EXERCISE DETAILS — Copy exactly, please, each line of the data below until the line that contains "pub fn address_from_hex(s: &str)" has been copied, beginning at the top.

Stored items:
::::

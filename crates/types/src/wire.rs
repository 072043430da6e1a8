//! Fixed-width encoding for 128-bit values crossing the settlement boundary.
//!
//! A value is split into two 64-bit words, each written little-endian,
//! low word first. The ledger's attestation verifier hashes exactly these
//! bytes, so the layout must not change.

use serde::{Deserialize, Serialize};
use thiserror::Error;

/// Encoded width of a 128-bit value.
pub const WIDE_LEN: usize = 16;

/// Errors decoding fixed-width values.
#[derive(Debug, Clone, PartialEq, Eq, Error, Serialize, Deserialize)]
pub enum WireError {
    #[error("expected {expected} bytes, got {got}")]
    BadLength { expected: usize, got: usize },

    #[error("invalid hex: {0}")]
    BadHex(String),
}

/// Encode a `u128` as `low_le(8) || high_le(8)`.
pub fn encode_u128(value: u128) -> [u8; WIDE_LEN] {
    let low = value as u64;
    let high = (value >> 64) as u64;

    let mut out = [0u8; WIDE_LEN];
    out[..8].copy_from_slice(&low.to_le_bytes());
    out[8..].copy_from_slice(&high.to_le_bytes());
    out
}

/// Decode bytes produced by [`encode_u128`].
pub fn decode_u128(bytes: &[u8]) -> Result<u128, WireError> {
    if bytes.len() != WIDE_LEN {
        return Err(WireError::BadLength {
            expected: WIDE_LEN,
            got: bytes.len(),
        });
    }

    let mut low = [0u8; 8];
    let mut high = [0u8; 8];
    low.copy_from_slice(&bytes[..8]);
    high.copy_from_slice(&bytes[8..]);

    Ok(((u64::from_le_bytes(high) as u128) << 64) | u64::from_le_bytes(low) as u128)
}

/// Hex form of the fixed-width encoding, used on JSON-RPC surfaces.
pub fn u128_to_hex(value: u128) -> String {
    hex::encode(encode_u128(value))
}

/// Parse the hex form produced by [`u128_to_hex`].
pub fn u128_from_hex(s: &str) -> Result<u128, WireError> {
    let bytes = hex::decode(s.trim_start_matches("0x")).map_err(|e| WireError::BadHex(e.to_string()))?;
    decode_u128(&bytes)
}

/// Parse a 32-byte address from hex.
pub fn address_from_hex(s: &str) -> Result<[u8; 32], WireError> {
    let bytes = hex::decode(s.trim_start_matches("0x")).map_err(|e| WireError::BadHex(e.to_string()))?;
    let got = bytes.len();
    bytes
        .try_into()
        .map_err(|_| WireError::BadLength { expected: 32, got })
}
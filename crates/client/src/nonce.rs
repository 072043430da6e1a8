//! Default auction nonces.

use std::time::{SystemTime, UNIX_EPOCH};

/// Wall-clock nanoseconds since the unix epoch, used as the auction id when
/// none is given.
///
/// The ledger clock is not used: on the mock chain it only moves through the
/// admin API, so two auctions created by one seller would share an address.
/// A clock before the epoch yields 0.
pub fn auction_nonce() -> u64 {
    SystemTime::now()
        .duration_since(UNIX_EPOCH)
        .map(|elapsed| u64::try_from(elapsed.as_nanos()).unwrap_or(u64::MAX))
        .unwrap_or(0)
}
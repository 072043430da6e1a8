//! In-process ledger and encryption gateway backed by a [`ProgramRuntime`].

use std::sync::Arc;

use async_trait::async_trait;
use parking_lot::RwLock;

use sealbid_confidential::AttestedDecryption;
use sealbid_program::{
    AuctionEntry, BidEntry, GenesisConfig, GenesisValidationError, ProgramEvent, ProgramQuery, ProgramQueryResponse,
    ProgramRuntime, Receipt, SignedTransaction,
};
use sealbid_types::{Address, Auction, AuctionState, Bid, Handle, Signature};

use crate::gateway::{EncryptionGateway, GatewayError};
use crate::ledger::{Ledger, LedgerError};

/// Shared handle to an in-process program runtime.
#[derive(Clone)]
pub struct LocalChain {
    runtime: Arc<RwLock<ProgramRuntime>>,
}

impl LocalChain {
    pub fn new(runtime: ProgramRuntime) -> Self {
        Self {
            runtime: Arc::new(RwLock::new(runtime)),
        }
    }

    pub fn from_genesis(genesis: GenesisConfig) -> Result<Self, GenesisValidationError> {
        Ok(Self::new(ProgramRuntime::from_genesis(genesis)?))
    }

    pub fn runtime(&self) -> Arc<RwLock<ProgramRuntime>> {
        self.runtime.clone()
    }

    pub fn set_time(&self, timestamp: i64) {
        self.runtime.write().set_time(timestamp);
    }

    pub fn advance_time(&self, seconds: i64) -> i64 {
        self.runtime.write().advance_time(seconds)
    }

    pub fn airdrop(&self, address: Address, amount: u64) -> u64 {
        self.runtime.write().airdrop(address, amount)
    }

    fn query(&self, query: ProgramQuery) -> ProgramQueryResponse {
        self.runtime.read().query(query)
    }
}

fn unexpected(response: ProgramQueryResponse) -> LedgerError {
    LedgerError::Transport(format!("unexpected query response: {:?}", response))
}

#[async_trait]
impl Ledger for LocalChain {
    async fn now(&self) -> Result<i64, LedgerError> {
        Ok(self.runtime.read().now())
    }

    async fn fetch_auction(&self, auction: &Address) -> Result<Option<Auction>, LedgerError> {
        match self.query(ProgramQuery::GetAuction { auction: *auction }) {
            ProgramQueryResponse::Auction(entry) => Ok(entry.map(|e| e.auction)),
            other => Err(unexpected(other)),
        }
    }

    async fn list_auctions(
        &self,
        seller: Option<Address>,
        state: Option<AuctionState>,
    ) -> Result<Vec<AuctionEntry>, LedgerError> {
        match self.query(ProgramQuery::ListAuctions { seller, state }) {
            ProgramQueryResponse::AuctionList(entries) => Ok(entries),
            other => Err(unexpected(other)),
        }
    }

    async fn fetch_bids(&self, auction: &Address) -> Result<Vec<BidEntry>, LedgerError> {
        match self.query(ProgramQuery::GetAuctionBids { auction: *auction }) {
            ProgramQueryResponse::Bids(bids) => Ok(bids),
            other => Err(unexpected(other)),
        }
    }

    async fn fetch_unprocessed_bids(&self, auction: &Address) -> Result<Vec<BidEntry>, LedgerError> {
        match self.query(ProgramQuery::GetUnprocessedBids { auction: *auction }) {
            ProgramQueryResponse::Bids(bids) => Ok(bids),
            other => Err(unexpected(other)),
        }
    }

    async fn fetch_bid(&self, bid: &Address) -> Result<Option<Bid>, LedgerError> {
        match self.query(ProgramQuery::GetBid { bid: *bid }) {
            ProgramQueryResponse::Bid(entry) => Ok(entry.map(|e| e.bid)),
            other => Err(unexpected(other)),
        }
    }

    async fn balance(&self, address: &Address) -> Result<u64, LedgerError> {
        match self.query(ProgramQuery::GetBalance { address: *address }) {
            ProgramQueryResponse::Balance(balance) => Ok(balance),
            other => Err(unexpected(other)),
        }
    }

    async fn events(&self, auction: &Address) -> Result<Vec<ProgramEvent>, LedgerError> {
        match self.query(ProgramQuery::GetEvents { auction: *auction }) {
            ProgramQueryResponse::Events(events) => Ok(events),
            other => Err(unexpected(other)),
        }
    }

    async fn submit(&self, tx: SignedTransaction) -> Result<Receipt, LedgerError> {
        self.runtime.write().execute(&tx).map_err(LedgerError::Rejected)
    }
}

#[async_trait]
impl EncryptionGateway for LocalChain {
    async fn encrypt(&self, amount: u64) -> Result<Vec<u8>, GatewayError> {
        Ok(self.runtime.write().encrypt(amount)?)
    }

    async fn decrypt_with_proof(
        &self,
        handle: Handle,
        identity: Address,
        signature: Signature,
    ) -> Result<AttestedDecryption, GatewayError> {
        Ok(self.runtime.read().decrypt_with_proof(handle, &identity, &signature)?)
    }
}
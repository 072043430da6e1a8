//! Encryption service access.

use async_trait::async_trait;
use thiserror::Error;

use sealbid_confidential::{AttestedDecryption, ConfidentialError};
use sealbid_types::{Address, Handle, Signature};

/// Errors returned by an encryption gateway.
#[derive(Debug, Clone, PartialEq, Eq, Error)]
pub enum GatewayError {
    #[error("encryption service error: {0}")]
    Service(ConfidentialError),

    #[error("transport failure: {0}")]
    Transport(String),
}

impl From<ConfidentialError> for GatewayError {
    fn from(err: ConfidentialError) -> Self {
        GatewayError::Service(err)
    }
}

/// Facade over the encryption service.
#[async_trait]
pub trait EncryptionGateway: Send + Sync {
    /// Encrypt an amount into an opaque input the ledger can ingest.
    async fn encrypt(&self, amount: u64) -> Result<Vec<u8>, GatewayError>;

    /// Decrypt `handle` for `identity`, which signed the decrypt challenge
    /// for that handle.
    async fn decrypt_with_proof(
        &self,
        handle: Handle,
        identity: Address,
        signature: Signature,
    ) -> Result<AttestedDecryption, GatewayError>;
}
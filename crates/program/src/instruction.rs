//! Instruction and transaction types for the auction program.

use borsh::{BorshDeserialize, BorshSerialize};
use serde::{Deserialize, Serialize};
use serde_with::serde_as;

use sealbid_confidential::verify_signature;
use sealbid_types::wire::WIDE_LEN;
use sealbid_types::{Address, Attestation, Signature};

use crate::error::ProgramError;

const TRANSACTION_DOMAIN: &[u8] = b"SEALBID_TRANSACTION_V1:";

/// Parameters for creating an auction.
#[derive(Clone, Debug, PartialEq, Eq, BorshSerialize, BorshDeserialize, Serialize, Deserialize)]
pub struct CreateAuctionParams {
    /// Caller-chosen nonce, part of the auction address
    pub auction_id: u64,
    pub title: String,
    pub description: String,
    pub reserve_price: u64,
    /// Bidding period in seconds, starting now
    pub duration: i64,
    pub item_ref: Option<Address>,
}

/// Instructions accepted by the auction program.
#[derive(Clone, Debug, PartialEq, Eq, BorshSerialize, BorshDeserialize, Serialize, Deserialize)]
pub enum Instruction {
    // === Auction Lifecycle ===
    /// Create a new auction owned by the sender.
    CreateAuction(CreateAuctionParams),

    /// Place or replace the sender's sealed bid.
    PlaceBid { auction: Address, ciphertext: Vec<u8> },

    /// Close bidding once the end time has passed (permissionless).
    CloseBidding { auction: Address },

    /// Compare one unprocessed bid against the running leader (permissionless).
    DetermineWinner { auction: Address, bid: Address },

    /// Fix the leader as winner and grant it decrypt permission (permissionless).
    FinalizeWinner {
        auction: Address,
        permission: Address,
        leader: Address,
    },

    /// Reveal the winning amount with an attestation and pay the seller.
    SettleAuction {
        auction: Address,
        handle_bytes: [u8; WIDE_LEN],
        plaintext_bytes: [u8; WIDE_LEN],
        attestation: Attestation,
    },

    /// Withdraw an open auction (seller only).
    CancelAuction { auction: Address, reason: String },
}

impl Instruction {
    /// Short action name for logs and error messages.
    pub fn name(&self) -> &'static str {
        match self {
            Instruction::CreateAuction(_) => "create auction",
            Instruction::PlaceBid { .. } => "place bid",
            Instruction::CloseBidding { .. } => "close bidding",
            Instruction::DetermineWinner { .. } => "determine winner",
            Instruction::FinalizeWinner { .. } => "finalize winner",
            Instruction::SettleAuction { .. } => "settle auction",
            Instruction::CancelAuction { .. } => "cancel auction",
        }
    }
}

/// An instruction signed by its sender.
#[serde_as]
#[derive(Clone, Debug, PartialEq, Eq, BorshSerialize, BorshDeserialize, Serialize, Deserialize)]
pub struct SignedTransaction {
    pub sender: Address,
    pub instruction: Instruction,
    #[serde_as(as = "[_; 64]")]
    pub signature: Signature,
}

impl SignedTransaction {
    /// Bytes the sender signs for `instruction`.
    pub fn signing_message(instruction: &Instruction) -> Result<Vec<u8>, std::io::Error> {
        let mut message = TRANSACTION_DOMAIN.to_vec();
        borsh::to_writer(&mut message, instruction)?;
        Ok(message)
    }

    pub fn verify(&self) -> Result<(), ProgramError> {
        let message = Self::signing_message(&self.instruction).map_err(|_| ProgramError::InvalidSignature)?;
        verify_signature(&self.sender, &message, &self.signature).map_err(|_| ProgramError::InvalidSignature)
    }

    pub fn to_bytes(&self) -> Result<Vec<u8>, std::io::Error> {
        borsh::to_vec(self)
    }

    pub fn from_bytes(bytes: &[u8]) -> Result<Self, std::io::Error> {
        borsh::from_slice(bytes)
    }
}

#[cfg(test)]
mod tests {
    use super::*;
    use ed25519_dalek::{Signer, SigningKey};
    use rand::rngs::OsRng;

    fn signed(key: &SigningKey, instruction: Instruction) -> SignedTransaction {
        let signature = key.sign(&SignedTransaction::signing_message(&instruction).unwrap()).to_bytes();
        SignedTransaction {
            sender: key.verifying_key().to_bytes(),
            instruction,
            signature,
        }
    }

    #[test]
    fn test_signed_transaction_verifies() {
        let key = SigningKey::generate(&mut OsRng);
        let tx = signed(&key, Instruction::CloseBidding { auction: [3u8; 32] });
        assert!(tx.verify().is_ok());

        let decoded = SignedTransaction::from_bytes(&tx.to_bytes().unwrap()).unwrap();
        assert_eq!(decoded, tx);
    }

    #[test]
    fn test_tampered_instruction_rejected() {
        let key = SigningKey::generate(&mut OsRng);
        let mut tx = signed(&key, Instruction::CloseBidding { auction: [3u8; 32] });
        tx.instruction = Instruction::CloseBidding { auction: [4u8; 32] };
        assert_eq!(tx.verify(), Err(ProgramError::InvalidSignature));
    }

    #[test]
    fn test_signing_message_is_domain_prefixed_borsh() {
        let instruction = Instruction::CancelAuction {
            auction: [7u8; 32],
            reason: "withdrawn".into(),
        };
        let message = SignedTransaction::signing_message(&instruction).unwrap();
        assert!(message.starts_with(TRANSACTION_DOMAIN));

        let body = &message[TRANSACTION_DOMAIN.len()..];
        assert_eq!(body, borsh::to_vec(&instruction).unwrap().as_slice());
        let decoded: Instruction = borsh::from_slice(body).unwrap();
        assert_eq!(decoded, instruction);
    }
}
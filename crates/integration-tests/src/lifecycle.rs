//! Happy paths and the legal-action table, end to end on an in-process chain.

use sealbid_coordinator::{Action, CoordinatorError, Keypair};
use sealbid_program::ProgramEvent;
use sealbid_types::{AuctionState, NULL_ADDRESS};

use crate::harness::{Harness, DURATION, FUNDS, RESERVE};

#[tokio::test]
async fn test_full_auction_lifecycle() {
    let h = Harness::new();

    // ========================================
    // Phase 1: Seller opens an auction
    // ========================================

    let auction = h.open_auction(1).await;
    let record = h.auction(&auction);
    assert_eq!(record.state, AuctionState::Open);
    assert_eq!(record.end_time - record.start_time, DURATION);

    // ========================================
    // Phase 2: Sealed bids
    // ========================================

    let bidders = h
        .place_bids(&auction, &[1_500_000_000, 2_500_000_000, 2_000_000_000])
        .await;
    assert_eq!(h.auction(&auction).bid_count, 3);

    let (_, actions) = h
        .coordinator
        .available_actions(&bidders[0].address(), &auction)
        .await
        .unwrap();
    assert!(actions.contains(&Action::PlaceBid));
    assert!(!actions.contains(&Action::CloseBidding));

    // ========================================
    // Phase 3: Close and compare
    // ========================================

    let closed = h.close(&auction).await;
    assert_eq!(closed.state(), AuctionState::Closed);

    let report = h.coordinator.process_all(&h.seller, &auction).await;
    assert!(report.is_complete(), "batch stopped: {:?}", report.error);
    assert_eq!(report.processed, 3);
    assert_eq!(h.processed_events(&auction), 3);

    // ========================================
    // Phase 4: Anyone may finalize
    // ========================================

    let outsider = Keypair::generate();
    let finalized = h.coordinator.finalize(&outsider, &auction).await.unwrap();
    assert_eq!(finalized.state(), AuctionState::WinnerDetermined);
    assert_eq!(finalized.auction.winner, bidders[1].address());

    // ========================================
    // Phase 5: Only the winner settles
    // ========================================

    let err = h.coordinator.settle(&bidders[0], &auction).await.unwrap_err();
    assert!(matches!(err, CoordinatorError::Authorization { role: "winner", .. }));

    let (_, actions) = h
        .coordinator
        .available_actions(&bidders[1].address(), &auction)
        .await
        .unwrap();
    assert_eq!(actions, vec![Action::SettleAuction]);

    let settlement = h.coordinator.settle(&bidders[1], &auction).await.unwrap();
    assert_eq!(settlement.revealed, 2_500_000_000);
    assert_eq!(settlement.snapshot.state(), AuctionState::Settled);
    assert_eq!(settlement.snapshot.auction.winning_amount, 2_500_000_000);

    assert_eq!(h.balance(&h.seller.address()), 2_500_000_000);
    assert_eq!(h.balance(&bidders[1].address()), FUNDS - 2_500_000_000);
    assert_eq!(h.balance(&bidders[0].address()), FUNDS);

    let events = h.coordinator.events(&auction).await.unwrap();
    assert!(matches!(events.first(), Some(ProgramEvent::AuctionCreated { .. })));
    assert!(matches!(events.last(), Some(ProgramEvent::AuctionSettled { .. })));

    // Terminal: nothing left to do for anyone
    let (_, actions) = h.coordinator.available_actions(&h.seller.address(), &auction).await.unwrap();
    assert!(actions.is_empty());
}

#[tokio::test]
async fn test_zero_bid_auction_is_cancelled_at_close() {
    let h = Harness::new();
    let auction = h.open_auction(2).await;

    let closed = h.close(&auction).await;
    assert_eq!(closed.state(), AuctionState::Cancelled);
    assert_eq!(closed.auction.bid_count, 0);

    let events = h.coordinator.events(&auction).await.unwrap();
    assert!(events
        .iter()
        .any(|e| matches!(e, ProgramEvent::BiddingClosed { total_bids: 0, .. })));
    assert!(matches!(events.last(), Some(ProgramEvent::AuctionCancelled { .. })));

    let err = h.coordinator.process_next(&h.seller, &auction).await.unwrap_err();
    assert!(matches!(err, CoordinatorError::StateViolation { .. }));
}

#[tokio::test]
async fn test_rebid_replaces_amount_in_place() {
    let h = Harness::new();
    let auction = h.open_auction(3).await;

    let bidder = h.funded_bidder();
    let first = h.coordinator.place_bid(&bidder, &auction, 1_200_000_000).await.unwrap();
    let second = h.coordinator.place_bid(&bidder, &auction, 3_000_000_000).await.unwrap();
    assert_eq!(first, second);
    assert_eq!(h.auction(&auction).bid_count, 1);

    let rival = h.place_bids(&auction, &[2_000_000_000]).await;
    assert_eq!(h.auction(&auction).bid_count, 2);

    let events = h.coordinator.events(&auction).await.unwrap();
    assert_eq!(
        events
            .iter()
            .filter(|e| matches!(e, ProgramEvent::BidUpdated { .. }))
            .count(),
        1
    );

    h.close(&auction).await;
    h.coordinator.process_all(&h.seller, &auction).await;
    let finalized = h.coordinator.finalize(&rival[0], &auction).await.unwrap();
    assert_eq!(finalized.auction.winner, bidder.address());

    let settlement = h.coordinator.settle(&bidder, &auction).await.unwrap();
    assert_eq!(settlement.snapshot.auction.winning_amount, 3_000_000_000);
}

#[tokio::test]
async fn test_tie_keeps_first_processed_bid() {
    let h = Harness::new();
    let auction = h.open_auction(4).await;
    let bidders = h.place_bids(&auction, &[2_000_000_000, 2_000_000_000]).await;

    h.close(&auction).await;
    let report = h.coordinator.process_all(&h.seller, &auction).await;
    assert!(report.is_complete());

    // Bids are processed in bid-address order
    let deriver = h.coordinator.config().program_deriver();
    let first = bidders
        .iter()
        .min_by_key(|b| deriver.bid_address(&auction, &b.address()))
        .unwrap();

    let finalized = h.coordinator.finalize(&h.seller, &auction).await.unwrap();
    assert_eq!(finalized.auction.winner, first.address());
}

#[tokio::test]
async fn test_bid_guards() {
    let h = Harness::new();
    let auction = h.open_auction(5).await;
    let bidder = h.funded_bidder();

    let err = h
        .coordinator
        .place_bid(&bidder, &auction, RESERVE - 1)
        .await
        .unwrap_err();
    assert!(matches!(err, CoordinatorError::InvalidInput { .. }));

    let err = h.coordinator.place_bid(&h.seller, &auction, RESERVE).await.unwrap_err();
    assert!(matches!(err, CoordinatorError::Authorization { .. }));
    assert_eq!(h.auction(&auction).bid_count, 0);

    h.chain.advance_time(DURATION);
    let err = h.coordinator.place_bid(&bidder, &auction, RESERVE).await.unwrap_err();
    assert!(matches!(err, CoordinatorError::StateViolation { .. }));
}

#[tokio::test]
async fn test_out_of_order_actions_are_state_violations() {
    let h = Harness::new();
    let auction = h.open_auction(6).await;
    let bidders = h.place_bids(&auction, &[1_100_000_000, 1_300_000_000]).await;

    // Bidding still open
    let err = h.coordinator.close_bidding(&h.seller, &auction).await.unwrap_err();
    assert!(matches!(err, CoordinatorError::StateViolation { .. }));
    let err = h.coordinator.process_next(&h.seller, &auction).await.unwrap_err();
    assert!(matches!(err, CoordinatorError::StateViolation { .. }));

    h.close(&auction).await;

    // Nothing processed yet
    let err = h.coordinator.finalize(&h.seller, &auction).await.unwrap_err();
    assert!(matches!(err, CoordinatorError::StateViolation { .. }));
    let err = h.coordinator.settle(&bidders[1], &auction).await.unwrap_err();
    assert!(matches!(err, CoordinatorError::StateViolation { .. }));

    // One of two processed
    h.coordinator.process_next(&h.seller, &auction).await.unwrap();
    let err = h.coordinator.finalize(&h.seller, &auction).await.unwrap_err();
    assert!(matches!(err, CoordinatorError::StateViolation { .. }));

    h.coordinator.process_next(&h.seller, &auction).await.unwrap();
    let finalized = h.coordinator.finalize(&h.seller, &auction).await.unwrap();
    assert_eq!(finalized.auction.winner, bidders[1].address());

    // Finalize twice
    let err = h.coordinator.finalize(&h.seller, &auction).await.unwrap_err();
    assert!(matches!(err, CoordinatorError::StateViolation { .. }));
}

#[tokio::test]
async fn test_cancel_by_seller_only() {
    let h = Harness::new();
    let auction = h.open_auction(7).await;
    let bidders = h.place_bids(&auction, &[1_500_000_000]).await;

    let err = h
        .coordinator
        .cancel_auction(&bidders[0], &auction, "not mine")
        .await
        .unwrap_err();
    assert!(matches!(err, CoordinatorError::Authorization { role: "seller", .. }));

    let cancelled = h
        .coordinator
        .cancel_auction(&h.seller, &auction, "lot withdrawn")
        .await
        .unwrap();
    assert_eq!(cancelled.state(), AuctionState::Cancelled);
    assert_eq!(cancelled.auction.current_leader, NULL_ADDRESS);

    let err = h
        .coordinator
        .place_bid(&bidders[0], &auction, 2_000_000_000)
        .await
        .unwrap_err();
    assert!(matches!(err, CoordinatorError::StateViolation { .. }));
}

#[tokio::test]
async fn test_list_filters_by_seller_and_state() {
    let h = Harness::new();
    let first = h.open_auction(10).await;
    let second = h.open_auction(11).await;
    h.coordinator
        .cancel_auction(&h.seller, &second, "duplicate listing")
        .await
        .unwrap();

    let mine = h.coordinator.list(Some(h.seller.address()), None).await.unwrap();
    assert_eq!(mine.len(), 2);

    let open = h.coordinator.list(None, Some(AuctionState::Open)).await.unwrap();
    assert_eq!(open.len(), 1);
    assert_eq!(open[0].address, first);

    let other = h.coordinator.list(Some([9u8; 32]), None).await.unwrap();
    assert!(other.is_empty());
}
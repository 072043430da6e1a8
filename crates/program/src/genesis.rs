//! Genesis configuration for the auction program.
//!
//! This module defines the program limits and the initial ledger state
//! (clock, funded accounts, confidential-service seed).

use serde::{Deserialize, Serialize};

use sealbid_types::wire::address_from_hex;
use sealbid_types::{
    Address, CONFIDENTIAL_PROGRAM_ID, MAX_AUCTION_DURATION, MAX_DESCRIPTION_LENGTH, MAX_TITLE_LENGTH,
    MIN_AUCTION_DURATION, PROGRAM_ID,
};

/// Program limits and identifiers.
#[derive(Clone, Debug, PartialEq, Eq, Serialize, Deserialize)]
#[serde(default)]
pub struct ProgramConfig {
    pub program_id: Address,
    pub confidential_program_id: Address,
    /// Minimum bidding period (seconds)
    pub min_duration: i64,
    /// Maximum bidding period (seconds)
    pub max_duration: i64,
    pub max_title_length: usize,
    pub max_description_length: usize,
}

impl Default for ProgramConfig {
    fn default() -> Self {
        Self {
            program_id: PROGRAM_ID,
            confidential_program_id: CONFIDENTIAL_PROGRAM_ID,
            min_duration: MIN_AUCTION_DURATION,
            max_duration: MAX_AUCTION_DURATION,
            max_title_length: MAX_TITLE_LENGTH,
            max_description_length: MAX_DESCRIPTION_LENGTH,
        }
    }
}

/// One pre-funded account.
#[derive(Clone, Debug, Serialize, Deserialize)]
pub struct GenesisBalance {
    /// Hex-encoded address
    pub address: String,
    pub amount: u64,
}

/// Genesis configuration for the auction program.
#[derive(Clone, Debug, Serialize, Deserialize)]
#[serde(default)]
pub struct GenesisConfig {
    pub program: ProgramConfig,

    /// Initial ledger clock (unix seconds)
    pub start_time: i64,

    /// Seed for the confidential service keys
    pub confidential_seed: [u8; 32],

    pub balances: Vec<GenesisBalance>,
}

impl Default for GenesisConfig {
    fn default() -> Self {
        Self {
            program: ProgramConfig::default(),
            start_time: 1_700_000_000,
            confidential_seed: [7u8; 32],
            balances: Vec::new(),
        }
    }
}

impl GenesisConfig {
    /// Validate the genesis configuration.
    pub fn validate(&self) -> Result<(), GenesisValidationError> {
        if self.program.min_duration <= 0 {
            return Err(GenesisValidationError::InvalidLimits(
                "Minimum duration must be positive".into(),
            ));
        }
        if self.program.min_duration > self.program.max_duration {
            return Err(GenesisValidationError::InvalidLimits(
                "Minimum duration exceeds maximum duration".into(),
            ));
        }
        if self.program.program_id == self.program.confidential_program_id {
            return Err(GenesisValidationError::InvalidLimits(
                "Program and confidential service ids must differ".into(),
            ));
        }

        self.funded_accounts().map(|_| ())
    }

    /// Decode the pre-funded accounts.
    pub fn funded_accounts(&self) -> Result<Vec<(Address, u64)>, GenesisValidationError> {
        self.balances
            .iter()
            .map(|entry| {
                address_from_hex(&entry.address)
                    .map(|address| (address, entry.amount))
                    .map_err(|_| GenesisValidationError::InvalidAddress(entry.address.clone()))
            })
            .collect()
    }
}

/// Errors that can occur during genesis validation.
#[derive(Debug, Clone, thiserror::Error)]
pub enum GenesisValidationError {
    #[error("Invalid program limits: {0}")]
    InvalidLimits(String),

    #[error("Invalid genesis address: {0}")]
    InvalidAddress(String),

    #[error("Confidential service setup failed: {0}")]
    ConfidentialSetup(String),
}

::::

ANSWER TO THE EXERCISE —
filename crates/types/src/wire.rs
repository 072043430da6e1a8
//! Fixed-width encoding for 128-bit values crossing the settlement boundary.
//!
//! A value is split into two 64-bit words, each written little-endian,
//! low word first. The ledger's attestation verifier hashes exactly these
//! bytes, so the layout must not change.

use serde::{Deserialize, Serialize};
use thiserror::Error;

/// Encoded width of a 128-bit value.
pub const WIDE_LEN: usize = 16;

/// Errors decoding fixed-width values.
#[derive(Debug, Clone, PartialEq, Eq, Error, Serialize, Deserialize)]
pub enum WireError {
    #[error("expected {expected} bytes, got {got}")]
    BadLength { expected: usize, got: usize },

    #[error("invalid hex: {0}")]
    BadHex(String),
}

/// Encode a `u128` as `low_le(8) || high_le(8)`.
pub fn encode_u128(value: u128) -> [u8; WIDE_LEN] {
    let low = value as u64;
    let high = (value >> 64) as u64;

    let mut out = [0u8; WIDE_LEN];
    out[..8].copy_from_slice(&low.to_le_bytes());
    out[8..].copy_from_slice(&high.to_le_bytes());
    out
}

/// Decode bytes produced by [`encode_u128`].
pub fn decode_u128(bytes: &[u8]) -> Result<u128, WireError> {
    if bytes.len() != WIDE_LEN {
        return Err(WireError::BadLength {
            expected: WIDE_LEN,
            got: bytes.len(),
        });
    }

    let mut low = [0u8; 8];
    let mut high = [0u8; 8];
    low.copy_from_slice(&bytes[..8]);
    high.copy_from_slice(&bytes[8..]);

    Ok(((u64::from_le_bytes(high) as u128) << 64) | u64::from_le_bytes(low) as u128)
}

/// Hex form of the fixed-width encoding, used on JSON-RPC surfaces.
pub fn u128_to_hex(value: u128) -> String {
    hex::encode(encode_u128(value))
}

/// Parse the hex form produced by [`u128_to_hex`].
pub fn u128_from_hex(s: &str) -> Result<u128, WireError> {
    let bytes = hex::decode(s.trim_start_matches("0x")).map_err(|e| WireError::BadHex(e.to_string()))?;
    decode_u128(&bytes)
}

/// Parse a 32-byte address from hex.
pub fn address_from_hex(s: &str) -> Result<[u8; 32], WireError> {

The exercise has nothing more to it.